Until then I felt it was a good bit of gadget that could help the community with a core issue that alot of us seem to face.
In my opinion, the more shunts you have, the less likely it is that they will sense correctly. Especially if they aren’t perfectly calibrated.
So by aggregation, you should be able to lessen the amount of sense that could cause differences over multiple cycles.
By passing actual values, you negate having devices desynchronize over time. I have 7 shunts in my system and I can tell you that after about a year, I really want to get rid of the core shunt values and only leave a single aggregated shunt on each of my batteries. Because those are the protection shunts. Those are the ones that controll shut off and disconnect relays.
The others are just there because the cerbo needs a single point frontend.

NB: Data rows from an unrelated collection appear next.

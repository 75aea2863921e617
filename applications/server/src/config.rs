/// Server configuration
use crate::error::{Result, ServerError};
use riff_playback::PlaybackConfig;
use serde::{Deserialize, Serialize};
use std::path::{Path, PathBuf};

#[derive(Debug, Clone, Deserialize, Serialize)]
pub struct ServerConfig {
    #[serde(default = "default_server")]
    pub server: ServerSettings,

    #[serde(default = "default_library")]
    pub library: LibrarySettings,

    #[serde(default)]
    pub playback: PlaybackConfig,
}

#[derive(Debug, Clone, Deserialize, Serialize)]
pub struct ServerSettings {
    #[serde(default = "default_host")]
    pub host: String,

    #[serde(default = "default_port")]
    pub port: u16,
}

#[derive(Debug, Clone, Deserialize, Serialize)]
pub struct LibrarySettings {
    /// JSON catalog of songs and playlists
    #[serde(default = "default_library_path")]
    pub path: PathBuf,
}

impl ServerConfig {
    /// Load configuration from file and environment
    ///
    /// An explicit `path` must exist; otherwise `config.toml` in the working
    /// directory is used when present. Environment variables prefixed with
    /// `RIFF_` override file values, with `__` between nested keys
    /// (`RIFF_PLAYBACK__HISTORY_SIZE=100`).
    pub fn load(path: Option<&Path>) -> Result<Self> {
        let mut settings = config::Config::builder();

        match path {
            Some(path) => {
                settings = settings.add_source(config::File::from(path.to_path_buf()).required(true));
            }
            None => {
                let config_path = PathBuf::from("config.toml");
                if config_path.exists() {
                    settings = settings.add_source(config::File::from(config_path));
                }
            }
        }

        settings = settings.add_source(
            config::Environment::with_prefix("RIFF")
                .prefix_separator("_")
                .separator("__")
                .try_parsing(true),
        );

        let config = settings
            .build()
            .map_err(|e| ServerError::Config(e.to_string()))?;

        config
            .try_deserialize()
            .map_err(|e| ServerError::Config(e.to_string()))
    }

    /// Validate configuration
    pub fn validate(&self) -> Result<()> {
        if self.server.port == 0 {
            return Err(ServerError::Config(
                "Server port must be non-zero (set RIFF_SERVER__PORT)".to_string(),
            ));
        }

        if self.playback.history_size == 0 {
            return Err(ServerError::Config(
                "Playback history size must be at least 1".to_string(),
            ));
        }

        Ok(())
    }
}

// Default values
fn default_server() -> ServerSettings {
    ServerSettings {
        host: default_host(),
        port: default_port(),
    }
}

fn default_host() -> String {
    "0.0.0.0".to_string()
}

fn default_port() -> u16 {
    8080
}

fn default_library() -> LibrarySettings {
    LibrarySettings {
        path: default_library_path(),
    }
}

fn default_library_path() -> PathBuf {
    PathBuf::from("./data/library.json")
}

impl Default for ServerConfig {
    fn default() -> Self {
        Self {
            server: default_server(),
            library: default_library(),
            playback: PlaybackConfig::default(),
        }
    }
}
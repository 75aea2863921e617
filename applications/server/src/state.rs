/// Shared application state
use riff_core::PlaylistProvider;
use riff_library::Library;
use riff_playback::{PlaybackConfig, SessionRegistry};
use std::sync::Arc;

/// Application state shared across all handlers
#[derive(Clone)]
pub struct AppState {
    pub library: Arc<Library>,
    pub sessions: Arc<SessionRegistry>,
}

impl AppState {
    /// Build the session registry on top of the catalog
    pub fn new(library: Arc<Library>, playback: PlaybackConfig) -> Self {
        let provider: Arc<dyn PlaylistProvider> = library.clone();
        Self {
            library,
            sessions: Arc::new(SessionRegistry::new(provider, playback)),
        }
    }
}
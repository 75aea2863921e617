//! In-memory catalog loaded from and saved to a JSON document

use crate::error::{LibraryError, Result};
use chrono::{DateTime, Utc};
use riff_core::{Playlist, PlaylistId, PlaylistProvider, Song, SongId, UserId};
use serde::{Deserialize, Serialize};
use std::collections::BTreeMap;
use std::path::Path;
use std::sync::{PoisonError, RwLock, RwLockReadGuard, RwLockWriteGuard};
use tracing::{debug, info, warn};

/// Playlist as stored in the catalog document
///
/// Songs are referenced by ID; they are resolved against the song table
/// whenever the playlist is looked up.
#[derive(Debug, Clone, PartialEq, Eq, Serialize, Deserialize)]
pub struct PlaylistRecord {
    pub id: PlaylistId,
    pub name: String,
    pub owner_id: UserId,
    #[serde(default)]
    pub song_ids: Vec<SongId>,
    #[serde(default = "Utc::now")]
    pub created_at: DateTime<Utc>,
}

impl PlaylistRecord {
    /// Create a record with a fresh ID and no songs
    pub fn new(owner_id: UserId, name: impl Into<String>) -> Self {
        Self {
            id: PlaylistId::generate(),
            name: name.into(),
            owner_id,
            song_ids: Vec::new(),
            created_at: Utc::now(),
        }
    }
}

/// On-disk shape of the catalog
#[derive(Debug, Clone, Default, Serialize, Deserialize)]
pub struct LibraryDocument {
    #[serde(default)]
    pub songs: Vec<Song>,
    #[serde(default)]
    pub playlists: Vec<PlaylistRecord>,
}

#[derive(Debug, Default)]
struct Catalog {
    songs: BTreeMap<SongId, Song>,
    playlists: BTreeMap<PlaylistId, PlaylistRecord>,
}

impl Catalog {
    fn resolve(&self, record: &PlaylistRecord) -> Playlist {
        let songs = record
            .song_ids
            .iter()
            .filter_map(|id| {
                let song = self.songs.get(id).cloned();
                if song.is_none() {
                    warn!(playlist = %record.id, song = %id, "Skipping unknown song in playlist");
                }
                song
            })
            .collect();

        Playlist::with_id(
            record.id.clone(),
            record.owner_id.clone(),
            record.name.clone(),
            record.created_at,
        )
        .with_songs(songs)
    }
}

/// Song and playlist catalog
///
/// Safe to share behind an `Arc`: lookups take a read lock, edits a write
/// lock.
#[derive(Debug, Default)]
pub struct Library {
    inner: RwLock<Catalog>,
}

impl Library {
    /// Create an empty catalog
    pub fn empty() -> Self {
        Self::default()
    }

    /// Build a catalog from a parsed document
    ///
    /// Later songs with a duplicate ID replace earlier ones.
    pub fn from_document(document: LibraryDocument) -> Self {
        let mut catalog = Catalog::default();

        for song in document.songs {
            if let Some(previous) = catalog.songs.insert(song.id.clone(), song) {
                warn!(song = %previous.id, "Duplicate song ID in library document");
            }
        }
        for record in document.playlists {
            catalog.playlists.insert(record.id.clone(), record);
        }

        debug!(
            songs = catalog.songs.len(),
            playlists = catalog.playlists.len(),
            "Library catalog built"
        );

        Self {
            inner: RwLock::new(catalog),
        }
    }

    /// Parse a catalog from a JSON string
    pub fn from_json_str(json: &str) -> Result<Self> {
        let document: LibraryDocument = serde_json::from_str(json)?;
        Ok(Self::from_document(document))
    }

    /// Load a catalog from a JSON file
    pub fn load(path: impl AsRef<Path>) -> Result<Self> {
        let path = path.as_ref();
        let json = std::fs::read_to_string(path).map_err(|source| LibraryError::Io {
            path: path.to_path_buf(),
            source,
        })?;

        let library = Self::from_json_str(&json)?;
        info!(
            "Loaded library from {:?} ({} songs, {} playlists)",
            path,
            library.song_count(),
            library.playlist_count()
        );
        Ok(library)
    }

    /// Snapshot the catalog as a document
    pub fn to_document(&self) -> LibraryDocument {
        let catalog = self.read();
        LibraryDocument {
            songs: catalog.songs.values().cloned().collect(),
            playlists: catalog.playlists.values().cloned().collect(),
        }
    }

    /// Write the catalog to a JSON file, creating parent directories
    pub fn save(&self, path: impl AsRef<Path>) -> Result<()> {
        let path = path.as_ref();
        let io_err = |source| LibraryError::Io {
            path: path.to_path_buf(),
            source,
        };

        if let Some(parent) = path.parent() {
            std::fs::create_dir_all(parent).map_err(io_err)?;
        }

        let json = serde_json::to_string_pretty(&self.to_document())?;
        std::fs::write(path, json).map_err(io_err)?;

        debug!("Saved library to {:?}", path);
        Ok(())
    }

    /// Add or replace a song, returning the replaced one
    pub fn insert_song(&self, song: Song) -> Option<Song> {
        self.write().songs.insert(song.id.clone(), song)
    }

    /// Add or replace a playlist
    ///
    /// Every referenced song must already be in the catalog.
    pub fn insert_playlist(&self, record: PlaylistRecord) -> Result<()> {
        let mut catalog = self.write();

        if let Some(missing) = record
            .song_ids
            .iter()
            .find(|id| !catalog.songs.contains_key(*id))
        {
            return Err(LibraryError::UnknownSong {
                playlist: record.id.clone(),
                song: missing.clone(),
            });
        }

        catalog.playlists.insert(record.id.clone(), record);
        Ok(())
    }

    /// Remove a playlist, returning its record
    pub fn remove_playlist(&self, id: &PlaylistId) -> Option<PlaylistRecord> {
        self.write().playlists.remove(id)
    }

    /// Look up a song by ID
    pub fn song(&self, id: &SongId) -> Option<Song> {
        self.read().songs.get(id).cloned()
    }

    /// All playlist records, ordered by ID
    pub fn playlists(&self) -> Vec<PlaylistRecord> {
        self.read().playlists.values().cloned().collect()
    }

    /// Number of songs in the catalog
    pub fn song_count(&self) -> usize {
        self.read().songs.len()
    }

    /// Number of playlists in the catalog
    pub fn playlist_count(&self) -> usize {
        self.read().playlists.len()
    }

    fn read(&self) -> RwLockReadGuard<'_, Catalog> {
        self.inner.read().unwrap_or_else(PoisonError::into_inner)
    }

    fn write(&self) -> RwLockWriteGuard<'_, Catalog> {
        self.inner.write().unwrap_or_else(PoisonError::into_inner)
    }
}

impl PlaylistProvider for Library {
    fn get_playlist_by_id(&self, id: &PlaylistId) -> riff_core::Result<Option<Playlist>> {
        let catalog = self.read();
        Ok(catalog.playlists.get(id).map(|record| catalog.resolve(record)))
    }
}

I set up my system in exactly the same way, except for the expensive Victron batteries. I use MQTT Battery to aggregate the Smartshunt values. You just have to make sure that the USB interfaces of the Smartshunts are galvanically isolated. I use two Multilpluss 5000 and one MultiplussGX. I had already destroyed the USB interface of this GX, as there is no reasonable information to be found on the SmartShunts. I run the entire system together with a self-built web interface and a logging function on the integrated NodeRed server.